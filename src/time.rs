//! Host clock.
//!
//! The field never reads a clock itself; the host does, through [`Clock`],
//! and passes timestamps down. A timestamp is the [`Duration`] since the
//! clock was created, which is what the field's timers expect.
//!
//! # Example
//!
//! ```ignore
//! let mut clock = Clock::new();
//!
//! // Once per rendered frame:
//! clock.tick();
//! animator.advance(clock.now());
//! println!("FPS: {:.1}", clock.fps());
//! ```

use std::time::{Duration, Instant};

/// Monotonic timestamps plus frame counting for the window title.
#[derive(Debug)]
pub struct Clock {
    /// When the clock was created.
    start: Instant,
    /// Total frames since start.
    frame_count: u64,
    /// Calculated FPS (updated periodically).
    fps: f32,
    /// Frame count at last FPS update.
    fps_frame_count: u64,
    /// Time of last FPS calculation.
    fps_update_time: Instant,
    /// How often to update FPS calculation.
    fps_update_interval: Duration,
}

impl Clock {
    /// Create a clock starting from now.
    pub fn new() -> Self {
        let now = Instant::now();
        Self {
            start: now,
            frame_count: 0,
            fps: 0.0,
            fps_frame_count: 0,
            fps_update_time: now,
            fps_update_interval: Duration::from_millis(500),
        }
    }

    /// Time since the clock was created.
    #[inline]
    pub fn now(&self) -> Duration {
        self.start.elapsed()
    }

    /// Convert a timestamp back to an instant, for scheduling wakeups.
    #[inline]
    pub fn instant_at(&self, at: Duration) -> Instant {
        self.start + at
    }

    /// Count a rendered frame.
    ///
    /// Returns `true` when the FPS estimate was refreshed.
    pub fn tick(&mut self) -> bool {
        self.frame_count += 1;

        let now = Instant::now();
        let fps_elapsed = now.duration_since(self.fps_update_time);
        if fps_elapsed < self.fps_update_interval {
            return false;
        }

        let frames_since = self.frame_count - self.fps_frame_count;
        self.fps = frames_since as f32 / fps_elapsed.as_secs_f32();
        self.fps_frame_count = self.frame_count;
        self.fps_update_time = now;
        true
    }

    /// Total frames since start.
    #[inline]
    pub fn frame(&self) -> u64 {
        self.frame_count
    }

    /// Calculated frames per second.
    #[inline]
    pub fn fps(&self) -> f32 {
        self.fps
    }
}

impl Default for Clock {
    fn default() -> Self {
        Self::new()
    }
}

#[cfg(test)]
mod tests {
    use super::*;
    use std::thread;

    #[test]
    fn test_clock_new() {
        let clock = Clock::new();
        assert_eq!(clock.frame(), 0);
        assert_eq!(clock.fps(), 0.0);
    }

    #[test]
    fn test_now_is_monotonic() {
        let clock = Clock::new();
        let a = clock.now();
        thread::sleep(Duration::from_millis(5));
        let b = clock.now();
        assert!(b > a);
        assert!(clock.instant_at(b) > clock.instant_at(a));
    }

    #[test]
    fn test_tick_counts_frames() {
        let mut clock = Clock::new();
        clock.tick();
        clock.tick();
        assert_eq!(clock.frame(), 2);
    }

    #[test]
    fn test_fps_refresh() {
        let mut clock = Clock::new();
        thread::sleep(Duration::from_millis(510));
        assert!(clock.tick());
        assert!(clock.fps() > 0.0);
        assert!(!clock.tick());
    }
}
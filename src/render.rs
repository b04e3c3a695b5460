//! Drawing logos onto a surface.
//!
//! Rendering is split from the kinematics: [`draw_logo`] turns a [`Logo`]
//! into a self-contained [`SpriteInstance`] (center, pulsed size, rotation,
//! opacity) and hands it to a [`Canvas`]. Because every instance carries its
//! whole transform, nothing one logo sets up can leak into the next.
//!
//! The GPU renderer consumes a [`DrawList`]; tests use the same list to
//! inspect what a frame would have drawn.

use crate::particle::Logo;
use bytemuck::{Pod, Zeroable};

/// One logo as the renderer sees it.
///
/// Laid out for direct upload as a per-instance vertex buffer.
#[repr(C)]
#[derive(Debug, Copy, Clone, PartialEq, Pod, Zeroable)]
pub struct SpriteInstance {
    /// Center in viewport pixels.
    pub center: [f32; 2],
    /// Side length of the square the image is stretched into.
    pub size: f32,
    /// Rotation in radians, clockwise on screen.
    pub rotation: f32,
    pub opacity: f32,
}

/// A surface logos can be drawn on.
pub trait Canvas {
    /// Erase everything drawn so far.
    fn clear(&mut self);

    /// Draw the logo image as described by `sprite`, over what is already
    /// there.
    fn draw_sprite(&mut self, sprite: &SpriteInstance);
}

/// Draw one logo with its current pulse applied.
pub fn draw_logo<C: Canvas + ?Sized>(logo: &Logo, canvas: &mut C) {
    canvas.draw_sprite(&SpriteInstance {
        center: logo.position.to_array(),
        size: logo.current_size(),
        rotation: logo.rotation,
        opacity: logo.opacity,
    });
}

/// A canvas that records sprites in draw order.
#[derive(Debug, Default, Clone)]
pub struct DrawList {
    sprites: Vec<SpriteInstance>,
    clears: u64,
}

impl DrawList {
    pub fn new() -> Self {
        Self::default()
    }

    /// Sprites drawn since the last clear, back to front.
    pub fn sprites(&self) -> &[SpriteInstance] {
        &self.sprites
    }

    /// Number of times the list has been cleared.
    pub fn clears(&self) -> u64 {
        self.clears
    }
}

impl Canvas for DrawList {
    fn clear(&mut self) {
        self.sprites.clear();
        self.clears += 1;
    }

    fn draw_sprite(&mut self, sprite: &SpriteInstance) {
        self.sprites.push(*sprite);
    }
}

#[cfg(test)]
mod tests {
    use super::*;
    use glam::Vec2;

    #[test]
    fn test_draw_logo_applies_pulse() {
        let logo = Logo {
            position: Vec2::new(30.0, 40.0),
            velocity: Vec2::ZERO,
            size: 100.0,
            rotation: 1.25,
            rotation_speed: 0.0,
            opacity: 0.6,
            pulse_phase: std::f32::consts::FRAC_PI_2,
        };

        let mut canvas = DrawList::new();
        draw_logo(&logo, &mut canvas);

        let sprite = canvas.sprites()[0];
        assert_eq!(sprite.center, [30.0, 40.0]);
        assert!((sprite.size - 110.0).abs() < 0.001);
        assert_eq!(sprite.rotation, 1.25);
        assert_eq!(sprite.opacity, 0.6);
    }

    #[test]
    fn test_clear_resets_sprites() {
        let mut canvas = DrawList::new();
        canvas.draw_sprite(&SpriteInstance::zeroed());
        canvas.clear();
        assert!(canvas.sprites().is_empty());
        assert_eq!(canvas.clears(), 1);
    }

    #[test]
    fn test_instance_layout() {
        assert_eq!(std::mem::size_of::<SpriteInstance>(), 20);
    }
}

------------------------------------

PROBLEM TO SOLVE: The job here is to find each line above with the word "image" and copy it.

RESULT OF THIS EXERCISE:
    /// Side length of the square the image is stretched into.
    /// Draw the logo image as described by `sprite`, over what is already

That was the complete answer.